Accessing Permix Directly
You can access the Permix instance directly inside any handler that has the Request:
fetch(req) {
const { check } = permix.getOrThrow(req)
// Check permissions manually
if (check('post.read')) {
return Response.json({ posts: getAllPosts() })
}
return Response.json({ error: 'Forbidden' }, { status: 403 })
}The get function returns the Permix instance attached to the request (or null if setupMiddleware has not run yet), while getOrThrow throws a PermixNotFoundError in that case.
Using Templates
Permix provides a template helper to create reusable permission rule sets:
// Create a template for admin permissions
const adminTemplate = permix.template({
post: {
create: true,
read: true,
update: true,
delete: true,
},
})
// Create a template for regular user permissions
const userTemplate = permix.template({
post: {
create: true,
read: true,
update: false,
delete: false,
},
})
// Use templates in your middleware
serve({
middleware: [
permix.setupMiddleware(({ req }) => {
const isAdmin = req.headers.get('x-user-role') === 'admin'
return isAdmin ? adminTemplate() : userTemplate()
}),
],
fetch(req) {
return Response.json({ ok: true })
},
})Custom Error Handling
By default, the middleware returns a 403 Forbidden response with { "error": "Forbidden" }. You can customize this behavior by providing an onForbidden handler:
Basic Error Handler
const permix = createPermix<Definition>({
onForbidden: () =>
Response.json({ error: 'Custom forbidden message' }, { status: 403 }),
})Dynamic Error Handler
You can also provide a handler that returns different responses based on the path and data being checked:
const permix = createPermix<Definition>({
onForbidden: ({ req, path, data }) => {
if (path === 'post.create') {
return Response.json(
{ error: `You don't have permission for ${path}` },
{ status: 403 },
)
}
return Response.json(
{ error: 'You do not have permission to perform this action' },
{ status: 403 },
)
},
})The onForbidden handler receives:
req: the incoming web-standardRequestnext: the downstream handler — call it to let the request through anywaypath: the permission path that was checked (e.g.'post.create')data: optional data passed to the check
Advanced Usage
Async Permission Rules
You can use async functions in your permission setup:
serve({
middleware: [
permix.setupMiddleware(async ({ req }) => {
// Fetch user permissions from database
const userId = req.headers.get('x-user-id')
const userPermissions = await getUserPermissions(userId)
return {
post: {
create: userPermissions.canCreatePosts,
read: userPermissions.canReadPosts,
update: userPermissions.canUpdatePosts,
delete: userPermissions.canDeletePosts,
},
}
}),
],
fetch(req) {
return Response.json({ ok: true })
},
})Dynamic Data-Based Permissions
You can check permissions based on the specific data being accessed:
async function fetch(req: Request) {
const url = new URL(req.url)
const postId = url.pathname.split('/')[2]
const post = await getPostById(postId)
const { check } = permix.getOrThrow(req)
// Check if user can update this specific post
if (check('post.update', post)) {
return Response.json({ success: true })
}
return Response.json({ error: 'You cannot update this post' }, { status: 403 })
}Without a Framework
Because the middleware is just (req, next) => Response, you can compose it by hand in any fetch handler — no framework required.
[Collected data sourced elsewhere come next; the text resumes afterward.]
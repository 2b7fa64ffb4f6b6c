use log::{info, warn};
use std::sync::Arc;
use std::time::Duration;

use rustc_hash::FxHashSet;
use serde::Serialize;
use tokio::task::JoinHandle;

use crate::config::{ControllerSettings, EdgeKind, LineId};
use crate::coordinator::{Command, Mailbox, PollingCoordinator, Registration, Registry};
use crate::error::AppError;
use crate::gpio::LineBackend;

#[derive(Debug, Clone, PartialEq, Eq, Serialize)]
pub struct ControllerStatus {
    pub open: bool,
    pub polling: bool,
    pub interval_ms: u64,
    pub lines: Vec<LineId>,
}

struct PollingSession {
    mailbox: Mailbox,
    task: JoinHandle<Registry>,
}

/// Lifecycle façade over a GPIO device and its edge poller.
///
/// Open and polling are independent flags moving Start → Poll → StopPolling → Stop;
/// each transition is a no-op when already in the target state. The controller keeps
/// its own set of registered lines so precondition checks never wait on the poller.
///
/// Device open/close failures panic: the hardware state afterwards is undefined and
/// cannot be retried in-process.
pub struct Controller<B: LineBackend + ?Sized> {
    backend: Arc<B>,
    settings: ControllerSettings,
    open: bool,
    polling: bool,
    registered_lines: FxHashSet<LineId>,
    session: Option<PollingSession>,
    // registrations held between polling sessions
    parked: Registry,
}

impl<B: LineBackend + ?Sized + 'static> Controller<B> {
    pub fn new(backend: Arc<B>, settings: ControllerSettings) -> Self {
        Self {
            backend,
            settings,
            open: false,
            polling: false,
            registered_lines: FxHashSet::default(),
            session: None,
            parked: Registry::default(),
        }
    }

    pub fn backend(&self) -> &Arc<B> {
        &self.backend
    }

    pub fn is_open(&self) -> bool {
        self.open
    }

    pub fn is_polling(&self) -> bool {
        self.polling
    }

    pub fn is_registered(&self, line_id: LineId) -> bool {
        self.registered_lines.contains(&line_id)
    }

    pub fn poll_interval(&self) -> Duration {
        self.settings.poll_interval
    }

    pub fn status(&self) -> ControllerStatus {
        let mut lines: Vec<LineId> = self.registered_lines.iter().copied().collect();
        lines.sort_unstable();

        ControllerStatus {
            open: self.open,
            polling: self.polling,
            interval_ms: self.settings.poll_interval.as_millis() as u64,
            lines,
        }
    }

    /// Opens the GPIO device.
    ///
    /// # Panics
    ///
    /// If the backend fails to open the device.
    pub fn start(&mut self) {
        if self.open {
            return;
        }

        if let Err(e) = self.backend.open() {
            panic!("unable to open GPIO: {e}");
        }

        info!("GPIO opened");
        self.open = true;
    }

    /// Spawns the edge poller. Requires the device to be open.
    pub fn poll(&mut self) -> Result<(), AppError> {
        if self.polling {
            return Ok(());
        }
        if !self.open {
            return Err(AppError::NotOpen);
        }
        if self.settings.poll_interval.is_zero() {
            return Err(AppError::InvalidValue(
                "poll interval must be positive".into(),
            ));
        }

        let registry = std::mem::take(&mut self.parked);
        let (mailbox, task) =
            PollingCoordinator::spawn(Arc::clone(&self.backend), self.settings, registry);
        self.session = Some(PollingSession { mailbox, task });
        self.polling = true;
        Ok(())
    }

    /// Stops the edge poller and waits for its loop to exit. Callbacks already
    /// running are left to finish on their own.
    pub async fn stop_polling(&mut self) {
        if !self.polling {
            return;
        }

        if let Some(session) = self.session.take() {
            if !session.task.is_finished()
                && let Err(e) = session.mailbox.post(Command::Stop).await
            {
                warn!("poller did not accept stop, aborting it: {e}");
                session.task.abort();
            }

            match session.task.await {
                Ok(registry) => self.parked = registry,
                Err(e) => {
                    warn!("poller exited abnormally, dropping its registrations: {e}");
                    self.parked.clear();
                    self.disarm_all();
                }
            }
        }

        self.polling = false;
    }

    /// Stops polling if needed, disarms every registered line and closes the device.
    ///
    /// # Panics
    ///
    /// If the backend fails to close the device.
    pub async fn stop(&mut self) {
        if !self.open {
            return;
        }

        if self.polling {
            self.stop_polling().await;
        }

        self.parked.clear();
        self.disarm_all();

        if let Err(e) = self.backend.close() {
            panic!("unable to close GPIO: {e}");
        }

        info!("GPIO closed");
        self.open = false;
    }

    /// Arms `edge` on `line_id` and hands the callback to the poller.
    ///
    /// Only one registration per line is allowed; remove it before registering again.
    pub async fn register_edge_detection<F>(
        &mut self,
        line_id: LineId,
        edge: EdgeKind,
        callback: F,
    ) -> Result<(), AppError>
    where
        F: Fn(EdgeKind) + Send + Sync + 'static,
    {
        self.ensure_polling().await?;

        if !self.registered_lines.insert(line_id) {
            return Err(AppError::AlreadyRegistered(line_id));
        }

        if let Err(e) = self.backend.set_edge_mode(line_id, edge) {
            self.registered_lines.remove(&line_id);
            return Err(e);
        }

        let registration = Registration::new(line_id, edge, Arc::new(callback));
        if let Err(e) = self.post(Command::Register(registration)).await {
            self.registered_lines.remove(&line_id);
            if let Err(clear_err) = self.backend.clear_edge_mode(line_id) {
                warn!("failed to clear edge mode on line {line_id}: {clear_err}");
            }
            return Err(e);
        }

        info!("Registered {edge:?} edge detection on line {line_id}");
        Ok(())
    }

    pub async fn remove_edge_detection_registration(
        &mut self,
        line_id: LineId,
    ) -> Result<(), AppError> {
        self.ensure_polling().await?;

        if !self.registered_lines.contains(&line_id) {
            return Err(AppError::NotRegistered(line_id));
        }

        // on refusal the line stays registered and armed
        self.post(Command::Remove(line_id)).await?;

        self.registered_lines.remove(&line_id);
        if let Err(e) = self.backend.clear_edge_mode(line_id) {
            warn!("failed to clear edge mode on line {line_id}: {e}");
        }

        info!("Removed edge detection on line {line_id}");
        Ok(())
    }

    /// Changes the sampling period. The next tick happens one full `interval` after
    /// the poller applies the change.
    ///
    /// Guarded on the device being open rather than on polling; while not polling the
    /// interval is kept for the next [`poll`](Self::poll).
    pub async fn update_poll_freq(&mut self, interval: Duration) -> Result<(), AppError> {
        if !self.open {
            return Err(AppError::NotOpen);
        }
        if interval.is_zero() {
            return Err(AppError::InvalidValue(
                "poll interval must be positive".into(),
            ));
        }

        self.reap_exited_poller().await;
        if let Some(session) = &self.session {
            session.mailbox.post(Command::SetInterval(interval)).await?;
        }

        self.settings.poll_interval = interval;
        Ok(())
    }

    async fn ensure_polling(&mut self) -> Result<(), AppError> {
        if !self.open {
            return Err(AppError::NotOpen);
        }
        self.reap_exited_poller().await;
        if !self.polling {
            return Err(AppError::NotPolling);
        }
        Ok(())
    }

    /// Folds a poller that exited on its own back into the stopped state.
    async fn reap_exited_poller(&mut self) {
        if self
            .session
            .as_ref()
            .is_some_and(|session| session.task.is_finished())
        {
            warn!("edge poller exited unexpectedly");
            self.stop_polling().await;
        }
    }

    fn disarm_all(&mut self) {
        for line_id in self.registered_lines.drain() {
            if let Err(e) = self.backend.clear_edge_mode(line_id) {
                warn!("failed to clear edge mode on line {line_id}: {e}");
            }
        }
    }

    async fn post(&self, command: Command) -> Result<(), AppError> {
        match &self.session {
            Some(session) => session.mailbox.post(command).await,
            None => Err(AppError::NotPolling),
        }
    }
}
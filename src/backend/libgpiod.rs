use log::{debug, info};
use std::path::PathBuf;
use std::time::Duration;

use libgpiod::{chip::Chip, line, line::EventClock, request};
use parking_lot::{Mutex, RwLock};
use rustc_hash::FxHashMap;

use crate::config::{AppConfig, EdgeKind, LineBias, LineConfig, LineId};
use crate::error::AppError;
use crate::gpio::LineBackend;

const LIBGPIOD_BACKEND_EVENT_BUFFER_CAPACITY: usize = 64;
const LIBGPIOD_BACKEND_MAX_DRAIN_ROUNDS: usize = 8;

/// Character-device GPIO backend. Every configured line is requested as an input
/// on `open` and released on `close`; edge modes are programmed into the kernel and
/// the queued edge events are drained on each sample.
pub struct LibgpiodBackend {
    lines: FxHashMap<LineId, LineConfig>,
    handles: RwLock<FxHashMap<LineId, Mutex<GpiodHandle>>>, // populated while open
}

struct GpiodHandle {
    offset: u32,
    bias: LineBias,
    request: request::Request,
    buffer: request::Buffer,
}

impl GpiodHandle {
    fn new(cfg: &LineConfig) -> Result<Self, AppError> {
        let settings = make_line_settings(cfg.bias, EdgeKind::None)?;
        let line_cfg = make_line_config(cfg.line, settings)?;
        let chip = Self::open_chip(&cfg.chip)?;
        let request = Self::request_lines(&chip, &line_cfg)?;
        let buffer = request::Buffer::new(LIBGPIOD_BACKEND_EVENT_BUFFER_CAPACITY)
            .map_err(|e| AppError::Gpio(format!("event buffer: {e}")))?;

        Ok(Self {
            offset: cfg.line,
            bias: cfg.bias,
            request,
            buffer,
        })
    }

    fn open_chip(path: &str) -> Result<Chip, AppError> {
        let p = PathBuf::from(path);
        Chip::open(&p).map_err(|e| AppError::Gpio(format!("open chip {path}: {e}")))
    }

    fn request_lines(chip: &Chip, line_cfg: &line::Config) -> Result<request::Request, AppError> {
        let mut req_cfg =
            request::Config::new().map_err(|e| AppError::Gpio(format!("request config: {e}")))?;
        req_cfg
            .set_consumer(env!("CARGO_PKG_NAME"))
            .map_err(|e| AppError::Gpio(format!("request consumer: {e}")))?;
        chip.request_lines(Some(&req_cfg), line_cfg)
            .map_err(|e| AppError::Gpio(format!("request lines: {e}")))
    }

    fn set_edge(&mut self, edge: EdgeKind) -> Result<(), AppError> {
        let settings = make_line_settings(self.bias, edge)?;
        let line_cfg = make_line_config(self.offset, settings)?;
        self.request
            .reconfigure_lines(&line_cfg)
            .map_err(|e| AppError::Gpio(format!("reconfigure lines: {e}")))?;

        // events queued under the previous mode must not fire the new registration
        self.drain_events()?;
        Ok(())
    }

    /// Consumes queued edge events, reporting whether there were any.
    fn drain_events(&mut self) -> Result<bool, AppError> {
        let mut detected = false;

        for _ in 0..LIBGPIOD_BACKEND_MAX_DRAIN_ROUNDS {
            let pending = self
                .request
                .wait_edge_events(Some(Duration::ZERO))
                .map_err(|e| AppError::Gpio(format!("wait edge events: {e}")))?;
            if !pending {
                break;
            }

            let events = self
                .request
                .read_edge_events(&mut self.buffer)
                .map_err(|e| AppError::Gpio(format!("read edge events: {e}")))?;
            for evt in events {
                if evt.is_ok() {
                    detected = true;
                }
            }
        }

        Ok(detected)
    }

    fn value(&self) -> Result<u8, AppError> {
        let value = self
            .request
            .value(self.offset)
            .map_err(|e| AppError::Gpio(format!("get value: {e}")))?;
        Ok(match value {
            line::Value::InActive => 0,
            line::Value::Active => 1,
        })
    }
}

fn make_line_settings(bias: LineBias, edge: EdgeKind) -> Result<line::Settings, AppError> {
    let mut ls =
        line::Settings::new().map_err(|e| AppError::Gpio(format!("libgpiod settings: {e}")))?;

    ls.set_direction(line::Direction::Input)
        .map_err(|e| AppError::Gpio(format!("set direction: {e}")))?;
    let bias = match bias {
        LineBias::Floating => None,
        LineBias::PullUp => Some(line::Bias::PullUp),
        LineBias::PullDown => Some(line::Bias::PullDown),
    };
    ls.set_bias(bias)
        .map_err(|e| AppError::Gpio(format!("set bias: {e}")))?;

    let edge = match edge {
        EdgeKind::None => None,
        EdgeKind::Rising => Some(line::Edge::Rising),
        EdgeKind::Falling => Some(line::Edge::Falling),
        EdgeKind::Both => Some(line::Edge::Both),
    };
    let armed = edge.is_some();
    ls.set_edge_detection(edge)
        .map_err(|e| AppError::Gpio(format!("set edge detection: {e}")))?;
    if armed {
        ls.set_event_clock(EventClock::Realtime)
            .map_err(|e| AppError::Gpio(format!("set event clock: {e}")))?;
    }

    Ok(ls)
}

fn make_line_config(offset: u32, settings: line::Settings) -> Result<line::Config, AppError> {
    let mut cfg = line::Config::new().map_err(|e| AppError::Gpio(format!("line config: {e}")))?;
    cfg.add_line_settings(&[offset], settings)
        .map_err(|e| AppError::Gpio(format!("line config add settings: {e}")))?;
    Ok(cfg)
}

impl LibgpiodBackend {
    pub fn new(config: &AppConfig) -> Result<Self, AppError> {
        Ok(Self {
            lines: config.lines.clone(),
            handles: RwLock::new(FxHashMap::default()),
        })
    }

    fn with_handle<T>(
        &self,
        line_id: LineId,
        f: impl FnOnce(&mut GpiodHandle) -> Result<T, AppError>,
    ) -> Result<T, AppError> {
        if !self.lines.contains_key(&line_id) {
            return Err(AppError::NotFoundLine(line_id.to_string()));
        }

        let handles = self.handles.read();
        let handle = handles
            .get(&line_id)
            .ok_or_else(|| AppError::Gpio("device not open".into()))?;
        let mut handle = handle.lock();
        f(&mut *handle)
    }
}

impl LineBackend for LibgpiodBackend {
    fn open(&self) -> Result<(), AppError> {
        let mut handles = self.handles.write();
        if !handles.is_empty() {
            return Ok(());
        }

        // on error the partially requested lines drop here and are released
        let mut requested = FxHashMap::default();
        for (line_id, cfg) in &self.lines {
            let handle = GpiodHandle::new(cfg)?;
            debug!("requested {}:{} as line {line_id}", cfg.chip, cfg.line);
            requested.insert(*line_id, Mutex::new(handle));
        }

        info!("Requested {} GPIO lines", requested.len());
        *handles = requested;
        Ok(())
    }

    fn close(&self) -> Result<(), AppError> {
        let released = std::mem::take(&mut *self.handles.write());
        info!("Released {} GPIO lines", released.len());
        Ok(())
    }

    fn set_edge_mode(&self, line_id: LineId, edge: EdgeKind) -> Result<(), AppError> {
        self.with_handle(line_id, |handle| handle.set_edge(edge))
    }

    fn poll_edge_detected(&self, line_id: LineId) -> Result<bool, AppError> {
        self.with_handle(line_id, GpiodHandle::drain_events)
    }

    fn read_value(&self, line_id: LineId) -> Result<u8, AppError> {
        self.with_handle(line_id, |handle| handle.value())
    }
}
The pattern is to chain middlewares by passing each one as the next of the previous:
import { createPermix } from 'permix/server'
const permix = createPermix<Definition>()
const setup = permix.setupMiddleware({
post: { create: true, read: true, update: false, delete: false },
})
export default {
fetch(req: Request) {
return setup(req, () =>
permix.checkMiddleware('post.create')(req, () =>
Response.json({ ok: true }),
),
)
},
}For anything beyond a couple of middlewares, srvx (or any other web-standard runtime) will compose them for you.